Stories & Grievances
Dr. Mel Riddile Wins the Met Life/NASSP 2006 NATIONAL HIGH SCHOOL PRINCIPAL OF THE YEAR Award
But there is a problem. He is the former national executive director of Straight, Inc. and during the early 1980s Dr. Riddile was the director of the Straight camp in Springfield, Virginia (in Fairfax County). For 17 years, Straight, Inc. was one of the most destructive juvenile rehabilitation programs in the world. We need to look at the award and insurance industries in this country. Betsy Combier
FOR IMMEDIATE RELEASE
October 12, 2005
Contact: Michael Carr, NASSP
FAIRFAX COUNTY, VA PRINCIPAL NAMED NATIONAL HIGH SCHOOL PRINCIPAL OF THE YEAR
WASHINGTON, D.C. Dr. Mel J. Riddile, principal of JEB Stuart High School in Falls Church, Virginia, today was named the 2006 MetLife/NASSP National High School Principal of the Year.

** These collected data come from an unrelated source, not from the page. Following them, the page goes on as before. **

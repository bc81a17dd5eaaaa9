//! BSSN core: field registry, per-point evaluation, stage orchestration.
//!
//! # Architecture
//!
//! The evolved state is a fixed set of 25 scalar lattice fields
//! ([`fields::FieldId`]), each held in a four-bank RK register. A step
//! proceeds through four stages; in each stage a parallel sweep assembles a
//! per-cell work record ([`point::PointData`]) from the `a` banks and the
//! matter source slots, evaluates the evolution equations
//! ([`evolve::rhs`]) and writes the result into the `c` banks, after which
//! the registers are finalized in lockstep.
//!
//! Matter couples through the [`SourceSlots`]: non-evolved arrays that are
//! cleared and additively rebuilt from every matter component before each
//! stage, so components compose without ordering requirements.
//!
//! # Concurrency
//!
//! Within a stage the RHS at each cell reads only `a` banks, never `c`;
//! writes into the per-cell workspace and then into `c` are disjoint, so
//! the sweep is a race-free parallel-for. Bank swaps happen between stages,
//! single-threaded, in O(1).

pub mod constraint;
pub mod evolve;
pub mod fields;
pub mod point;

use ndarray::Zip;
use rayon::prelude::*;

use crate::config::{LapseGauge, RunConfig};
use crate::error::{Result, SimError};
use crate::grid::GridArray;
use crate::solver::{FrwRef, Rk4Register, RkStage};

use constraint::{ConstraintStats, StatsAccum};
use fields::{FieldId, N_FIELDS};

// =============================================================================
// Options
// =============================================================================

/// Resolved knobs of the BSSN sector, fixed for the lifetime of a run.
///
/// Constructed through [`BssnOptions::from_run`], which enforces the
/// feature-compatibility rules, or [`BssnOptions::synchronous`] for the
/// minimal gauge used by most tests.
#[derive(Debug, Clone, Copy)]
pub struct BssnOptions {
    pub dx: f64,
    pub use_shift: bool,
    pub use_z4c: bool,
    pub use_reference_frw: bool,
    pub lapse: LapseGauge,
    pub gd_eta: f64,
    pub z4c_k1: f64,
    pub z4c_k2: f64,
}

impl BssnOptions {
    /// Synchronous gauge, no optional sectors. The workhorse configuration
    /// for dust cosmology.
    pub fn synchronous(dx: f64) -> Self {
        Self {
            dx,
            use_shift: false,
            use_z4c: false,
            use_reference_frw: false,
            lapse: LapseGauge::Static,
            gd_eta: 2.0,
            z4c_k1: 0.1,
            z4c_k2: 0.0,
        }
    }

    /// Build from the run configuration, rejecting incompatible sectors.
    pub fn from_run(cfg: &RunConfig) -> Result<Self> {
        if cfg.use_reference_frw && cfg.lapse != LapseGauge::Static {
            return Err(SimError::FeatureMismatch(
                "an evolved lapse is incompatible with the reference FRW background".into(),
            ));
        }
        if cfg.use_reference_frw && cfg.use_z4c {
            return Err(SimError::FeatureMismatch(
                "Z4c damping is incompatible with the reference FRW background".into(),
            ));
        }
        Ok(Self {
            dx: cfg.dx,
            use_shift: cfg.use_bssn_shift,
            use_z4c: cfg.use_z4c,
            use_reference_frw: cfg.use_reference_frw,
            lapse: cfg.lapse,
            gd_eta: cfg.gd_eta,
            z4c_k1: cfg.z4c_k1,
            z4c_k2: cfg.z4c_k2,
        })
    }
}

// =============================================================================
// Field registry
// =============================================================================

/// The 25 evolved registers, indexed by [`FieldId`].
#[derive(Debug)]
pub struct BssnFields {
    regs: Vec<Rk4Register>,
}

impl BssnFields {
    fn new(nx: usize, ny: usize, nz: usize, dt: f64) -> Self {
        let regs = FieldId::ALL
            .iter()
            .map(|f| Rk4Register::new(f.name(), nx, ny, nz, dt))
            .collect();
        Self { regs }
    }

    /// Active bank of a field (what RHS sweeps read).
    #[inline]
    pub fn a(&self, f: FieldId) -> &GridArray {
        &self.regs[f.index()].a
    }

    #[inline]
    pub fn a_mut(&mut self, f: FieldId) -> &mut GridArray {
        &mut self.regs[f.index()].a
    }

    /// Committed state of a field.
    #[inline]
    pub fn p(&self, f: FieldId) -> &GridArray {
        &self.regs[f.index()].p
    }

    #[inline]
    pub fn p_mut(&mut self, f: FieldId) -> &mut GridArray {
        &mut self.regs[f.index()].p
    }

    #[inline]
    pub fn c_mut(&mut self, f: FieldId) -> &mut GridArray {
        &mut self.regs[f.index()].c
    }

    /// Register lookup by diagnostic name.
    pub fn by_name(&self, name: &str) -> Option<&Rk4Register> {
        FieldId::from_name(name).map(|f| &self.regs[f.index()])
    }

    pub fn register_mut(&mut self, f: FieldId) -> &mut Rk4Register {
        &mut self.regs[f.index()]
    }
}

// =============================================================================
// Source slots
// =============================================================================

/// Matter source fields: energy density, stress trace, momentum density,
/// and trace-free spatial stress. Overwritten (cleared, then additively
/// filled) every stage; never resized.
#[derive(Debug)]
pub struct SourceSlots {
    pub r: GridArray,
    pub s: GridArray,
    pub s_i: [GridArray; 3],
    pub stf: [GridArray; 6],
}

impl SourceSlots {
    fn new(nx: usize, ny: usize, nz: usize) -> Self {
        Self {
            r: GridArray::zeros("r", nx, ny, nz),
            s: GridArray::zeros("S", nx, ny, nz),
            s_i: std::array::from_fn(|d| GridArray::zeros(format!("S{}", d + 1), nx, ny, nz)),
            stf: std::array::from_fn(|p| {
                let (i, j) = fields::SYM_PAIRS[p];
                GridArray::zeros(format!("STF{}{}", i + 1, j + 1), nx, ny, nz)
            }),
        }
    }

    /// Zero every slot.
    pub fn clear(&mut self) {
        self.r.fill_zero();
        self.s.fill_zero();
        for a in &mut self.s_i {
            a.fill_zero();
        }
        for a in &mut self.stf {
            a.fill_zero();
        }
    }
}

// =============================================================================
// BSSN core
// =============================================================================

/// The BSSN sector: registry, sources, and stage orchestration.
pub struct Bssn {
    nx: usize,
    ny: usize,
    nz: usize,
    opts: BssnOptions,
    fields: BssnFields,
    sources: SourceSlots,
    /// Per-cell RHS workspace, one slot vector per cell; sized once.
    rhs_ws: Vec<[f64; N_FIELDS]>,
}

impl Bssn {
    pub fn new(nx: usize, ny: usize, nz: usize, dt: f64, opts: BssnOptions) -> Self {
        Self {
            nx,
            ny,
            nz,
            opts,
            fields: BssnFields::new(nx, ny, nz, dt),
            sources: SourceSlots::new(nx, ny, nz),
            rhs_ws: vec![[0.0; N_FIELDS]; nx * ny * nz],
        }
    }

    pub fn shape(&self) -> (usize, usize, usize) {
        (self.nx, self.ny, self.nz)
    }

    pub fn points(&self) -> usize {
        self.nx * self.ny * self.nz
    }

    pub fn options(&self) -> &BssnOptions {
        &self.opts
    }

    pub fn fields(&self) -> &BssnFields {
        &self.fields
    }

    pub fn fields_mut(&mut self) -> &mut BssnFields {
        &mut self.fields
    }

    pub fn sources(&self) -> &SourceSlots {
        &self.sources
    }

    pub fn sources_mut(&mut self) -> &mut SourceSlots {
        &mut self.sources
    }

    /// Simultaneous read access to the fields and write access to the
    /// source slots, for the matter aggregation pass.
    pub fn split_sources_mut(&mut self) -> (&BssnFields, &mut SourceSlots) {
        (&self.fields, &mut self.sources)
    }

    #[inline]
    fn decode(&self, idx: usize) -> (usize, usize, usize) {
        let k = idx % self.nz;
        let j = (idx / self.nz) % self.ny;
        let i = idx / (self.ny * self.nz);
        (i, j, k)
    }

    // ---- bank orchestration ---------------------------------------------

    /// `a <- p`, `f <- 0` on every register.
    pub fn step_init(&mut self) {
        for f in FieldId::ALL {
            self.fields.register_mut(f).step_init();
        }
    }

    /// Finalize the given stage on every register (swaps `a <-> c`).
    pub fn rk_finalize(&mut self, stage: RkStage) {
        for f in FieldId::ALL {
            self.fields.register_mut(f).finalize(stage);
        }
    }

    /// Commit the step: `p <-> f` on every register.
    pub fn step_term(&mut self) {
        for f in FieldId::ALL {
            self.fields.register_mut(f).step_term();
        }
    }

    /// Zero the source slots (before re-aggregation).
    pub fn clear_sources(&mut self) {
        self.sources.clear();
    }

    // ---- stage sweep ------------------------------------------------------

    /// Parallel grid sweep: assemble the work record at every cell from the
    /// `a` banks and write the evolution RHS into the `c` banks.
    pub fn evolve_stage(&mut self, frw: &FrwRef) {
        let (ny, nz) = (self.ny, self.nz);
        {
            let fields = &self.fields;
            let sources = &self.sources;
            let opts = &self.opts;
            let frw = *frw;
            self.rhs_ws
                .par_iter_mut()
                .enumerate()
                .for_each(|(idx, out)| {
                    let k = idx % nz;
                    let j = (idx / nz) % ny;
                    let i = idx / (ny * nz);
                    let pd = point::assemble(fields, Some(sources), opts, &frw, i, j, k);
                    *out = evolve::rhs(&pd, opts);
                });
        }
        // Scatter the workspace into the per-field `c` banks.
        for f in FieldId::ALL {
            let ws = &self.rhs_ws;
            Zip::indexed(self.fields.regs[f.index()].c.view_mut()).par_for_each(
                |(i, j, k), c| {
                    *c = ws[(i * ny + j) * nz + k][f.index()];
                },
            );
        }
    }

    // ---- diagnostics ------------------------------------------------------

    /// NaN count across the committed (`p`) banks of every field.
    pub fn nan_count(&self) -> usize {
        FieldId::ALL
            .iter()
            .map(|f| self.fields.p(*f).nan_count())
            .sum()
    }

    /// Hamiltonian and momentum constraint statistics over the grid,
    /// evaluated from the `a` banks (call after `step_init`).
    pub fn constraint_stats(&self, frw: &FrwRef) -> (ConstraintStats, ConstraintStats) {
        let dx = self.opts.dx;
        let (h_acc, m_acc) = (0..self.points())
            .into_par_iter()
            .map(|idx| {
                let (i, j, k) = self.decode(idx);
                let pd = point::assemble(
                    &self.fields,
                    Some(&self.sources),
                    &self.opts,
                    frw,
                    i,
                    j,
                    k,
                );
                let (h, h_scale) = constraint::hamiltonian(&pd);
                let (m, m_scale) = constraint::momentum(&self.fields, &pd, dx);
                let mut ha = StatsAccum::default();
                ha.push(h, h_scale);
                let mut ma = StatsAccum::default();
                for d in 0..3 {
                    ma.push(m[d], m_scale[d]);
                }
                (ha, ma)
            })
            .reduce(
                || (StatsAccum::default(), StatsAccum::default()),
                |(a1, a2), (b1, b2)| (a1.merge(b1), a2.merge(b2)),
            );
        (h_acc.finish(), m_acc.finish())
    }
}

// =============================================================================
// Tests
// =============================================================================
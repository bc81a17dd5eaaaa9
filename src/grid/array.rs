//! Named lattice buffers with periodic indexing.

use ndarray::Array3;

/// A named, fixed-size 3D buffer over the simulation lattice.
///
/// # Periodic indexing
///
/// Reads through [`GridArray::get_wrapped`] accept any `isize` index and
/// wrap modulo the axis extent, so stencil code never special-cases the
/// boundary; there is no halo region. Writes go through the in-bounds
/// accessors or bulk operations.
///
/// # Swap semantics
///
/// [`GridArray::swap`] exchanges the backing storage of two same-shape
/// arrays in O(1) (a pointer move, no element copies). The RK register
/// banks rely on this to rotate state between stages at zero cost.
#[derive(Debug, Clone)]
pub struct GridArray {
    name: String,
    data: Array3<f64>,
}

impl GridArray {
    /// Allocate a zero-filled `(nx, ny, nz)` array.
    pub fn zeros(name: impl Into<String>, nx: usize, ny: usize, nz: usize) -> Self {
        Self {
            name: name.into(),
            data: Array3::zeros((nx, ny, nz)),
        }
    }

    pub fn name(&self) -> &str {
        &self.name
    }

    /// Rename (diagnostic labels only; storage is untouched).
    pub fn rename(&mut self, name: impl Into<String>) {
        self.name = name.into();
    }

    pub fn shape(&self) -> (usize, usize, usize) {
        let s = self.data.dim();
        (s.0, s.1, s.2)
    }

    pub fn points(&self) -> usize {
        self.data.len()
    }

    /// Linear index for `(i, j, k)` under the global row-major mapping.
    #[inline]
    pub fn linear_index(&self, i: usize, j: usize, k: usize) -> usize {
        let (_, ny, nz) = self.shape();
        (i * ny + j) * nz + k
    }

    #[inline]
    pub fn get(&self, i: usize, j: usize, k: usize) -> f64 {
        self.data[[i, j, k]]
    }

    #[inline]
    pub fn set(&mut self, i: usize, j: usize, k: usize, value: f64) {
        self.data[[i, j, k]] = value;
    }

    /// Read with periodic wrap on every axis. Out-of-range indices never
    /// fail; `-1` resolves to `n - 1` and `n` resolves to `0`.
    #[inline]
    pub fn get_wrapped(&self, i: isize, j: isize, k: isize) -> f64 {
        let (nx, ny, nz) = self.shape();
        let i = i.rem_euclid(nx as isize) as usize;
        let j = j.rem_euclid(ny as isize) as usize;
        let k = k.rem_euclid(nz as isize) as usize;
        self.data[[i, j, k]]
    }

    /// Read at `(i, j, k)` displaced by `d` cells along `axis`, wrapping.
    #[inline]
    pub fn offset(&self, i: usize, j: usize, k: usize, axis: usize, d: isize) -> f64 {
        let (mut ii, mut jj, mut kk) = (i as isize, j as isize, k as isize);
        match axis {
            0 => ii += d,
            1 => jj += d,
            _ => kk += d,
        }
        self.get_wrapped(ii, jj, kk)
    }

    /// O(1) exchange of backing storage with a same-shape array.
    ///
    /// # Panics
    ///
    /// Panics if the shapes differ; banks of one field always match.
    pub fn swap(&mut self, other: &mut GridArray) {
        assert_eq!(self.shape(), other.shape(), "swap requires equal shapes");
        std::mem::swap(&mut self.data, &mut other.data);
    }

    /// Overwrite every element with zero.
    pub fn fill_zero(&mut self) {
        self.data.fill(0.0);
    }

    /// Borrow the backing ndarray (bulk elementwise operations).
    pub fn view(&self) -> &Array3<f64> {
        &self.data
    }

    /// Mutably borrow the backing ndarray.
    pub fn view_mut(&mut self) -> &mut Array3<f64> {
        &mut self.data
    }

    // ======================================= Reductions =======================================

    /// Arithmetic mean over all points.
    pub fn mean(&self) -> f64 {
        self.data.sum() / self.points() as f64
    }

    /// Sample standard deviation over all points.
    pub fn stdev(&self) -> f64 {
        let n = self.points();
        if n < 2 {
            return 0.0;
        }
        let mean = self.mean();
        let ssq: f64 = self.data.iter().map(|v| (v - mean) * (v - mean)).sum();
        (ssq / (n - 1) as f64).sqrt()
    }

    /// Minimum value (NaNs are skipped).
    pub fn min(&self) -> f64 {
        self.data
            .iter()
            .copied()
            .fold(f64::INFINITY, |m, v| if v < m { v } else { m })
    }

    /// Maximum value (NaNs are skipped).
    pub fn max(&self) -> f64 {
        self.data
            .iter()
            .copied()
            .fold(f64::NEG_INFINITY, |m, v| if v > m { v } else { m })
    }

    /// Largest absolute value over all points.
    pub fn max_abs(&self) -> f64 {
        self.data
            .iter()
            .copied()
            .fold(0.0_f64, |m, v| if v.abs() > m { v.abs() } else { m })
    }

    /// Number of NaN entries.
    pub fn nan_count(&self) -> usize {
        self.data.iter().filter(|v| v.is_nan()).count()
    }
}

// =============================================================================
// Tests
// =============================================================================

#[cfg(test)]
mod tests {
    use super::*;

    #[test]
    fn allocation_is_zero_filled() {
        let a = GridArray::zeros("phi", 4, 3, 2);
        assert_eq!(a.shape(), (4, 3, 2));
        assert_eq!(a.points(), 24);
        assert_eq!(a.mean(), 0.0);
        assert_eq!(a.max_abs(), 0.0);
    }

    #[test]
    fn linear_index_is_row_major_k_fastest() {
        let a = GridArray::zeros("x", 4, 3, 2);
        assert_eq!(a.linear_index(0, 0, 0), 0);
        assert_eq!(a.linear_index(0, 0, 1), 1);
        assert_eq!(a.linear_index(0, 1, 0), 2);
        assert_eq!(a.linear_index(1, 0, 0), 6);
        assert_eq!(a.linear_index(3, 2, 1), 23);
    }

    #[test]
    fn periodic_wrap_resolves_negative_and_overflow() {
        let mut a = GridArray::zeros("x", 4, 4, 4);
        a.set(3, 0, 0, 7.0);
        a.set(0, 3, 2, -2.5);

        // -1 is the same cell as n-1 on every axis.
        assert_eq!(a.get_wrapped(-1, 0, 0), a.get(3, 0, 0));
        assert_eq!(a.get_wrapped(0, -1, 2), a.get(0, 3, 2));
        assert_eq!(a.get_wrapped(4, 0, 0), a.get(0, 0, 0));
        assert_eq!(a.get_wrapped(-5, 0, 0), a.get(3, 0, 0));
    }

    #[test]
    fn offset_moves_along_one_axis_only() {
        let mut a = GridArray::zeros("x", 4, 4, 4);
        a.set(1, 2, 3, 9.0);
        assert_eq!(a.offset(0, 2, 3, 0, 1), 9.0);
        assert_eq!(a.offset(1, 3, 3, 1, -1), 9.0);
        assert_eq!(a.offset(1, 2, 0, 2, -1), 9.0);
    }

    #[test]
    fn swap_exchanges_contents() {
        let mut a = GridArray::zeros("a", 2, 2, 2);
        let mut b = GridArray::zeros("b", 2, 2, 2);
        a.set(0, 0, 0, 1.0);
        b.set(0, 0, 0, 2.0);

        a.swap(&mut b);
        assert_eq!(a.get(0, 0, 0), 2.0);
        assert_eq!(b.get(0, 0, 0), 1.0);
        // Names stay with the handle, not the storage.
        assert_eq!(a.name(), "a");
    }

    #[test]
    fn reductions() {
        let mut a = GridArray::zeros("x", 1, 1, 4);
        for (k, v) in [1.0, 2.0, 3.0, 6.0].iter().enumerate() {
            a.set(0, 0, k, *v);
        }
        assert_eq!(a.mean(), 3.0);
        assert_eq!(a.min(), 1.0);
        assert_eq!(a.max(), 6.0);
        assert_eq!(a.max_abs(), 6.0);
        // Sample stdev of [1,2,3,6]: variance = (4+1+0+9)/3
        let expected = (14.0_f64 / 3.0).sqrt();
        assert!((a.stdev() - expected).abs() < 1e-14);
    }

    #[test]
    fn nan_count_and_nan_safe_extrema() {
        let mut a = GridArray::zeros("x", 1, 1, 3);
        a.set(0, 0, 0, f64::NAN);
        a.set(0, 0, 1, 5.0);
        a.set(0, 0, 2, -1.0);
        assert_eq!(a.nan_count(), 1);
        assert_eq!(a.min(), -1.0);
        assert_eq!(a.max(), 5.0);
    }
}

Riddile received the award for demonstrating excellence in resolving complex problems, involving the local community in the school, and his consistent success in improving JEB Stuart High School's overall learning environment. Riddile will receive $5,000 as part of his award.
"Mel Riddile looked critically at the needs of his school and determined that an innovative school-wide reading initiative was needed to improve over-all student achievement, raise SOL and SAT scores, and encourage more students, particularly minority students, to take more challenging, upper level courses. Successful implementation of such a program requires a school leader who fully understands the importance of involving staff, students, parents, and the community in any effort to improve the school environment," stated Dr. Gerald N. Tirozzi, executive director, NASSP. "With his boundless energy, data-driven, results-oriented decision making, exceptional ability to communicate, and his insatiable quest to increase student success, it is easy to see why Mel Riddile is a shining example of a professional who exemplifies the qualities of a dynamic educational leader."
"We applaud the efforts of Mel Riddile -- a perfect example of how the strategic planning and hard work of a school principal can make a significant, positive impact on today's students and America's future," said Michael K. Farrell, senior vice president, MetLife and head of MetLife Resources.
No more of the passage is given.